//! Object Store Registry
//!
//! Auto-registration system for object stores using linkme distributed slices.

use std::collections::HashMap;
use std::path::PathBuf;
use std::sync::Arc;

use vss_domain::constants::LISTING_PAGE_SIZE;
use vss_domain::ports::providers::ObjectStoreProvider;

/// Configuration for object store creation
#[derive(Debug, Clone)]
pub struct ObjectStoreConfig {
    /// Provider name (e.g., "s3", "filesystem", "memory")
    pub provider: String,
    /// Root directory for directory-backed stores
    pub root: Option<PathBuf>,
    /// Region for cloud stores
    pub region: Option<String>,
    /// Custom endpoint URL (S3-compatible services)
    pub endpoint: Option<String>,
    /// Maximum keys per listing page
    pub page_size: usize,
    /// Additional provider-specific configuration
    pub extra: HashMap<String, String>,
}

impl Default for ObjectStoreConfig {
    fn default() -> Self {
        Self {
            provider: String::new(),
            root: None,
            region: None,
            endpoint: None,
            page_size: LISTING_PAGE_SIZE,
            extra: HashMap::new(),
        }
    }
}

impl ObjectStoreConfig {
    /// Create a new config with the given provider name
    pub fn new(provider: impl Into<String>) -> Self {
        Self {
            provider: provider.into(),
            ..Default::default()
        }
    }

    /// Set the root directory
    pub fn with_root(mut self, root: impl Into<PathBuf>) -> Self {
        self.root = Some(root.into());
        self
    }

    /// Set the region
    pub fn with_region(mut self, region: impl Into<String>) -> Self {
        self.region = Some(region.into());
        self
    }

    /// Set the endpoint URL
    pub fn with_endpoint(mut self, endpoint: impl Into<String>) -> Self {
        self.endpoint = Some(endpoint.into());
        self
    }

    /// Set the listing page size
    pub fn with_page_size(mut self, page_size: usize) -> Self {
        self.page_size = page_size;
        self
    }
}

/// Registry entry for object stores
pub struct ObjectStoreEntry {
    /// Unique provider name (e.g., "s3", "filesystem")
    pub name: &'static str,
    /// Human-readable description
    pub description: &'static str,
    /// Factory function to create provider instance
    pub factory: fn(&ObjectStoreConfig) -> Result<Arc<dyn ObjectStoreProvider>, String>,
}

// Auto-collection via linkme distributed slices - providers submit entries at compile time
#[linkme::distributed_slice]
pub static OBJECT_STORE_PROVIDERS: [ObjectStoreEntry] = [..];

/// Resolve object store by name from registry
pub fn resolve_object_store(
    config: &ObjectStoreConfig,
) -> Result<Arc<dyn ObjectStoreProvider>, String> {
    let provider_name = &config.provider;

    for entry in OBJECT_STORE_PROVIDERS {
        if entry.name == provider_name {
            return (entry.factory)(config);
        }
    }

    let available: Vec<&str> = OBJECT_STORE_PROVIDERS.iter().map(|e| e.name).collect();

    Err(format!(
        "Unknown object store provider '{provider_name}'. Available providers: {available:?}"
    ))
}

/// List all registered object stores as (name, description) tuples
pub fn list_object_stores() -> Vec<(&'static str, &'static str)> {
    OBJECT_STORE_PROVIDERS
        .iter()
        .map(|e| (e.name, e.description))
        .collect()
}
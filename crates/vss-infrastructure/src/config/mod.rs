//! Configuration
//!
//! Typed configuration sections and the figment-based loader that merges
//! defaults, a TOML file and `VSS_` environment variables.

pub mod loader;
pub mod types;

pub use loader::{ConfigBuilder, ConfigLoader};
pub use types::{AppConfig, CacheConfig, EmbeddingConfig, FetchConfig, LoggingConfig, StoreConfig};
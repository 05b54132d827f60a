//! Use Cases
//!
//! Application services that implement the interfaces in
//! `crate::ports::services`.

/// Search pipeline orchestrator
pub mod search;

pub use search::{PipelineState, SearchPipeline};
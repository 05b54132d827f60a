//! Search context bootstrap
//!
//! Turns an [`AppConfig`] into the process-scoped [`SearchContext`]. The
//! object store and cache are resolved eagerly; the model is loaded on
//! first use (or by [`init_search_context`] when warm-up is requested).

use std::sync::Arc;

use tracing::{info, warn};
use vss_domain::constants::{
    FETCH_MAX_RECOMMENDED_CONCURRENCY, FETCH_MIN_RECOMMENDED_CONCURRENCY,
};
use vss_application::SearchContext;
use vss_domain::error::Result;

use crate::config::AppConfig;
use crate::di::provider_resolvers::{model_loader, resolve_cache, resolve_store};
use crate::utils::TimedOperation;

/// Build the search context described by `config`
pub fn build_search_context(config: &AppConfig) -> Result<Arc<SearchContext>> {
    if !config.fetch.has_recommended_concurrency() {
        warn!(
            concurrency = config.fetch.concurrency,
            min = FETCH_MIN_RECOMMENDED_CONCURRENCY,
            max = FETCH_MAX_RECOMMENDED_CONCURRENCY,
            "Fetch concurrency is outside the recommended range"
        );
    }

    let store = resolve_store(&config.store)?;
    let cache = resolve_cache(&config.cache)?;
    let loader = model_loader(&config.embedding);

    info!(
        store = store.provider_name(),
        cache = cache.provider_name(),
        embedding = %config.embedding.provider,
        concurrency = config.fetch.concurrency,
        "Search context configured"
    );

    Ok(Arc::new(SearchContext::new(
        store,
        cache,
        loader,
        config.search_settings(),
    )))
}

/// Build the search context and optionally load the model right away
pub async fn init_search_context(config: &AppConfig, warm_up: bool) -> Result<Arc<SearchContext>> {
    let timer = TimedOperation::start("search context");
    let context = build_search_context(config)?;
    let mut warm_up_ms = None;
    if warm_up {
        let warm_timer = TimedOperation::start("model warm-up");
        context.model().await?;
        warm_up_ms = Some(warm_timer.finish());
    }
    info!(
        warm = context.is_model_loaded(),
        warm_up_ms,
        elapsed_ms = timer.finish(),
        "Search context ready"
    );
    Ok(context)
}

····················

TASK OBJECTIVE: Only a number is wanted here: how many lines in the entries contain the word "linkme"?

RESULT FOR THIS TASK: 3